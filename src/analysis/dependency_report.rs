use super::{ExposureResult, Finding, FindingKind, UsageInput, UsageResult};
use crate::config::{Config, DependencyScope};
use crate::dependency::DependencyId;
use crate::graph::{ArtifactId, ClassName};
use serde::Serialize;
use std::collections::{BTreeSet, HashMap, HashSet};
use tracing::debug;

/// How a declared dependency was found to be used
#[derive(Debug, Clone, Copy, PartialEq, Eq, Serialize)]
#[serde(rename_all = "kebab-case")]
pub enum DependencyStatus {
    /// Referenced by project classes
    Used,
    /// Reachable only through other dependencies
    Required,
    /// Declared directly, never referenced by project classes
    Unused,
    /// Transitive and not reachable at all
    Unreached,
}

impl DependencyStatus {
    pub fn as_str(&self) -> &'static str {
        match self {
            DependencyStatus::Used => "used",
            DependencyStatus::Required => "required",
            DependencyStatus::Unused => "unused",
            DependencyStatus::Unreached => "unreached",
        }
    }
}

/// Per-dependency view of one analysis
#[derive(Debug, Clone, Serialize)]
pub struct DependencySummary {
    pub id: DependencyId,
    pub scope: DependencyScope,
    pub status: DependencyStatus,
    /// Classes in the dependency's artifacts
    pub classes: usize,
    /// Of those, classes reachable from the project
    pub reached_classes: usize,
    pub artifacts: Vec<ArtifactId>,
}

#[derive(Debug, Clone, Default, Serialize)]
pub struct ReportStats {
    pub project_classes: usize,
    pub external_classes: usize,
    pub reachable_classes: usize,
    pub references: usize,
}

/// Usage, exposure and findings of one run, ready for reporting
#[derive(Debug, Clone, Serialize)]
pub struct DependencyReport {
    pub usage: UsageResult,
    #[serde(skip_serializing_if = "Option::is_none")]
    pub exposure: Option<ExposureResult>,
    pub dependencies: Vec<DependencySummary>,
    pub findings: Vec<Finding>,
    pub stats: ReportStats,
}

impl DependencyReport {
    pub fn build(
        input: &UsageInput<'_>,
        usage: UsageResult,
        reachable: &HashSet<&ClassName>,
        exposure: Option<ExposureResult>,
    ) -> Self {
        let mut reached_counts: HashMap<&DependencyId, usize> = HashMap::new();
        for class in reachable {
            if input.project.contains(class) {
                continue;
            }
            if let Some(id) = input.dependency_of(class) {
                *reached_counts.entry(id).or_default() += 1;
            }
        }

        let dependencies = input
            .dependencies
            .all()
            .iter()
            .map(|id| {
                let artifacts: Vec<ArtifactId> = input
                    .coordinates
                    .artifacts_of(id)
                    .into_iter()
                    .cloned()
                    .collect();
                let classes = artifacts
                    .iter()
                    .filter_map(|artifact| input.external.classes_in_artifact(artifact).ok())
                    .map(|classes| classes.len())
                    .sum();

                DependencySummary {
                    id: id.clone(),
                    scope: scope_of(input, id),
                    status: status_of(&usage, id),
                    classes,
                    reached_classes: reached_counts.get(id).copied().unwrap_or(0),
                    artifacts,
                }
            })
            .collect();

        let mut findings = Vec::new();
        let mut push = |ids: &BTreeSet<DependencyId>, kind: FindingKind| {
            for id in ids {
                let artifacts = input.coordinates.artifacts_of(id).into_iter().cloned().collect();
                findings.push(Finding::new(id.clone(), kind).with_artifacts(artifacts));
            }
        };
        push(&usage.unused_direct_dependencies, FindingKind::UnusedDirect);
        push(&usage.used_undeclared_dependencies, FindingKind::UsedUndeclared);
        if let Some(exposure) = &exposure {
            push(&exposure.api_could_be_implementation, FindingKind::ApiCouldBeImplementation);
            push(&exposure.implementation_should_be_api, FindingKind::ImplementationShouldBeApi);
        }

        let stats = ReportStats {
            project_classes: input.project.len(),
            external_classes: input.external.len(),
            reachable_classes: reachable.len(),
            references: input.graph.reference_count(),
        };

        Self {
            usage,
            exposure,
            dependencies,
            findings,
            stats,
        }
    }

    /// Drop findings about dependencies matching the retain patterns
    pub fn apply_retain(&mut self, config: &Config) -> usize {
        let before = self.findings.len();
        self.findings.retain(|finding| !config.should_retain(&finding.dependency));
        let removed = before - self.findings.len();
        if removed > 0 {
            debug!("Retained {} findings", removed);
        }
        removed
    }

    /// Keep only the findings matching `keep`
    pub fn filter_findings(&mut self, keep: impl FnMut(&Finding) -> bool) {
        self.findings.retain(keep);
    }

    /// Whether any unused direct dependency is still reported
    pub fn has_unused(&self) -> bool {
        self.findings
            .iter()
            .any(|finding| finding.kind == FindingKind::UnusedDirect)
    }

    pub fn summary(&self, id: &DependencyId) -> Option<&DependencySummary> {
        self.dependencies.iter().find(|summary| &summary.id == id)
    }
}

fn scope_of(input: &UsageInput<'_>, id: &DependencyId) -> DependencyScope {
    if input.dependencies.is_api(id) {
        DependencyScope::Api
    } else if input.dependencies.is_direct(id) {
        DependencyScope::Implementation
    } else {
        DependencyScope::Transitive
    }
}

fn status_of(usage: &UsageResult, id: &DependencyId) -> DependencyStatus {
    if usage.used_direct_dependencies.contains(id) || usage.used_undeclared_dependencies.contains(id) {
        DependencyStatus::Used
    } else if usage.unused_direct_dependencies.contains(id) {
        DependencyStatus::Unused
    } else if usage.required_dependencies.contains(id) {
        DependencyStatus::Required
    } else {
        DependencyStatus::Unreached
    }
}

__________________________________________________

**EXERCISE DESCRIPTION**
Copy every line of the data that carries the word "Some".

**ANSWER TO THE EXERCISE**
            if let Some(id) = input.dependency_of(class) {
        if let Some(exposure) = &exposure {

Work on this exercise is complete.